The Girl With the Dragon Tattoo by Stieg Larsson

This is the first of three crime novels in the Millennium trilogy, published posthumously, selling more than 27 million copies world wide as of 2010. On the surface, this is a riveting book, a page turner. I had the same page-turner experience with Murakami's The Wind-Up Bird Chronicle, which I read in Japan. I was motivated to tackle this book because I have read good things about the just-released movie. The first hundred pages lays out the exposition, at a very methodical pace, but then, all of a sudden, so much just starts to happen. And contrary to the title, the first book really centers around Blomkvist. The second book is really all about "the girl."

The plot is multi-layered, but revolves around the dynamic duo of Mikael Blomkvist, smeared editor of Millennium, an erudite magazine that acts as a watchdog to corporate misdeeds, and Lisbeth Salander, an incorruptible asocial punk, hacker non-pareil, and private investigator. Interestingly, Larsson himself edited a journal, Expo, as a founder of the Swedish Expo Foundation, established to counteract the growth of the extreme right and racist organizations. Lisbeth was modeled after Swedish children's author Astrid Lindgren's Pippi Longstalking. In fact, Michael Blomkvist's nickname (which he detests) Kalle Blomkvist derives from a detective in the Swedish-language version of Lindgren's book as well.

Blomkvist is hired by industrialist Henrik Vanger to solve the mystery of the disappearance of his great niece Harriet 40 years earlier. Conveniently, the author provides a handy genealogical tree for the Vanger clan at the outset of the book. Subsequent volumes M2 and M3 lack this nice little DNA cheat sheet, likely because such a tree would reveal blood relations that are carefully obscured until the end of M2, especially regarding Lisbeth. At the core, this book is rife with conflicts of interest, among so many parties, with more than a few unlikely couplings. The original title in Swedish was Men Who Hate Women. This line will appear in M2 near the end (p. 463). This is a resonating theme. Larsson also is consumed with the virulent strain of Nazism still evident in Swedish society.

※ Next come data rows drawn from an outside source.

//! SQLite-backed run log.

use super::{RunRecord, RunStore};
use crate::error::{Result, ShipShowError};
use crate::workflow::EngineErrorKind;
use async_trait::async_trait;
use chrono::{DateTime, Utc};
use rusqlite::{params, Connection, Row};
use std::path::Path;
use std::sync::Mutex;
use tracing::{debug, info, instrument};
use uuid::Uuid;

const SCHEMA: &str = r#"
CREATE TABLE IF NOT EXISTS runs (
    run_id TEXT PRIMARY KEY,
    status TEXT NOT NULL,
    error_kind TEXT,
    output TEXT NOT NULL,
    transcript_json TEXT NOT NULL,
    artifacts_json TEXT NOT NULL,
    started_at TEXT NOT NULL,
    finished_at TEXT NOT NULL
);

CREATE INDEX IF NOT EXISTS idx_runs_finished_at ON runs(finished_at);
"#;

pub struct SqliteRunStore {
    conn: Mutex<Connection>,
}

impl SqliteRunStore {
    /// Open or create the run log at `path`.
    #[instrument(skip_all)]
    pub fn new(path: &Path) -> Result<Self> {
        if let Some(parent) = path.parent() {
            std::fs::create_dir_all(parent)?;
        }

        let conn = Connection::open(path)?;
        conn.execute_batch("PRAGMA journal_mode=WAL;")?;
        conn.execute_batch(SCHEMA)?;

        info!("Opened run log at {:?}", path);

        Ok(Self {
            conn: Mutex::new(conn),
        })
    }

    /// In-memory run log for tests.
    pub fn in_memory() -> Result<Self> {
        let conn = Connection::open_in_memory()?;
        conn.execute_batch(SCHEMA)?;

        Ok(Self {
            conn: Mutex::new(conn),
        })
    }

    fn lock(&self) -> Result<std::sync::MutexGuard<'_, Connection>> {
        self.conn
            .lock()
            .map_err(|e| ShipShowError::Audit(format!("Failed to acquire lock: {}", e)))
    }

    fn parse_time(raw: &str) -> DateTime<Utc> {
        DateTime::parse_from_rfc3339(raw)
            .map(|dt| dt.with_timezone(&Utc))
            .unwrap_or_else(|_| Utc::now())
    }

    fn from_row(row: &Row<'_>) -> rusqlite::Result<RunRecord> {
        let run_id: String = row.get(0)?;
        let error_kind: Option<String> = row.get(2)?;
        let started_at: String = row.get(6)?;
        let finished_at: String = row.get(7)?;

        Ok(RunRecord {
            run_id: Uuid::parse_str(&run_id).unwrap_or_else(|_| Uuid::nil()),
            status: row.get(1)?,
            error_kind: error_kind
                .and_then(|k| serde_json::from_value::<EngineErrorKind>(serde_json::Value::String(k)).ok()),
            output: row.get(3)?,
            transcript_json: row.get(4)?,
            artifacts_json: row.get(5)?,
            started_at: Self::parse_time(&started_at),
            finished_at: Self::parse_time(&finished_at),
        })
    }
}

#[async_trait]
impl RunStore for SqliteRunStore {
    #[instrument(skip(self, record), fields(run_id = %record.run_id))]
    async fn save(&self, record: &RunRecord) -> Result<()> {
        let conn = self.lock()?;

        conn.execute(
            r#"
            INSERT OR REPLACE INTO runs
            (run_id, status, error_kind, output, transcript_json, artifacts_json, started_at, finished_at)
            VALUES (?1, ?2, ?3, ?4, ?5, ?6, ?7, ?8)
            "#,
            params![
                record.run_id.to_string(),
                record.status,
                record.error_kind.map(|k| k.as_str()),
                record.output,
                record.transcript_json,
                record.artifacts_json,
                record.started_at.to_rfc3339(),
                record.finished_at.to_rfc3339(),
            ],
        )?;

        debug!("Saved run {} ({})", record.run_id, record.status);
        Ok(())
    }

    #[instrument(skip(self))]
    async fn get(&self, run_id: Uuid) -> Result<Option<RunRecord>> {
        let conn = self.lock()?;

        let record = conn.query_row(
            r#"
            SELECT run_id, status, error_kind, output, transcript_json, artifacts_json,
                   started_at, finished_at
            FROM runs
            WHERE run_id = ?1
            "#,
            params![run_id.to_string()],
            Self::from_row,
        );

        match record {
            Ok(r) => Ok(Some(r)),
            Err(rusqlite::Error::QueryReturnedNoRows) => Ok(None),
            Err(e) => Err(e.into()),
        }
    }

    #[instrument(skip(self))]
    async fn list(&self, limit: usize) -> Result<Vec<RunRecord>> {
        let conn = self.lock()?;

        let mut stmt = conn.prepare(
            r#"
            SELECT run_id, status, error_kind, output, transcript_json, artifacts_json,
                   started_at, finished_at
            FROM runs
            ORDER BY finished_at DESC
            LIMIT ?1
            "#,
        )?;

        let records = stmt.query_map(params![limit as i64], Self::from_row)?;
        Ok(records.filter_map(|r| r.ok()).collect())
    }
}

#[cfg(test)]
mod tests {
    use super::*;
    use chrono::Duration;

    fn record(status: &str, finished_at: DateTime<Utc>) -> RunRecord {
        RunRecord {
            run_id: Uuid::new_v4(),
            status: status.to_string(),
            error_kind: (status == "failed").then_some(EngineErrorKind::MandatoryStepMissing),
            output: "done".to_string(),
            transcript_json: "[]".to_string(),
            artifacts_json: r#"{"scripts":{},"audio":{},"video":{}}"#.to_string(),
            started_at: finished_at - Duration::seconds(5),
            finished_at,
        }
    }

    #[tokio::test]
    async fn test_save_and_get() {
        let store = SqliteRunStore::in_memory().unwrap();
        let failed = record("failed", Utc::now());
        store.save(&failed).await.unwrap();

        let loaded = store.get(failed.run_id).await.unwrap().unwrap();
        assert_eq!(loaded.status, "failed");
        assert_eq!(loaded.error_kind, Some(EngineErrorKind::MandatoryStepMissing));
        assert!(!loaded.is_completed());

        assert!(store.get(Uuid::new_v4()).await.unwrap().is_none());
    }

    #[tokio::test]
    async fn test_list_newest_first() {
        let store = SqliteRunStore::in_memory().unwrap();
        let now = Utc::now();
        let older = record("completed", now - Duration::minutes(10));
        let newer = record("completed", now);
        store.save(&older).await.unwrap();
        store.save(&newer).await.unwrap();

        let runs = store.list(10).await.unwrap();
        assert_eq!(runs.len(), 2);
        assert_eq!(runs[0].run_id, newer.run_id);

        assert_eq!(store.list(1).await.unwrap().len(), 1);
    }

    #[test]
    fn test_file_backed_store_creates_parent_dirs() {
        let dir = tempfile::tempdir().unwrap();
        let path = dir.path().join("nested").join("runs.db");
        SqliteRunStore::new(&path).unwrap();
        assert!(path.exists());
    }
}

Two films come immediately to mind when reading this book. The theme is well trodden -protagonists mastermind a con and end up with the crooks' money. Pam Grier is fabulous in Quentin Tarentino's Jackie Brown (1997), where she absconds with misplaced drug money, unbeknownst to anyone except her "Mikael Bomkvist," who in this film is a bail bondsman. Also Julia Roberts' corporate spy role in Duplicity (2009) has the same flavor in the end. And now we must add Evelyn Salt (Angelina Jolie) in Salt (2010).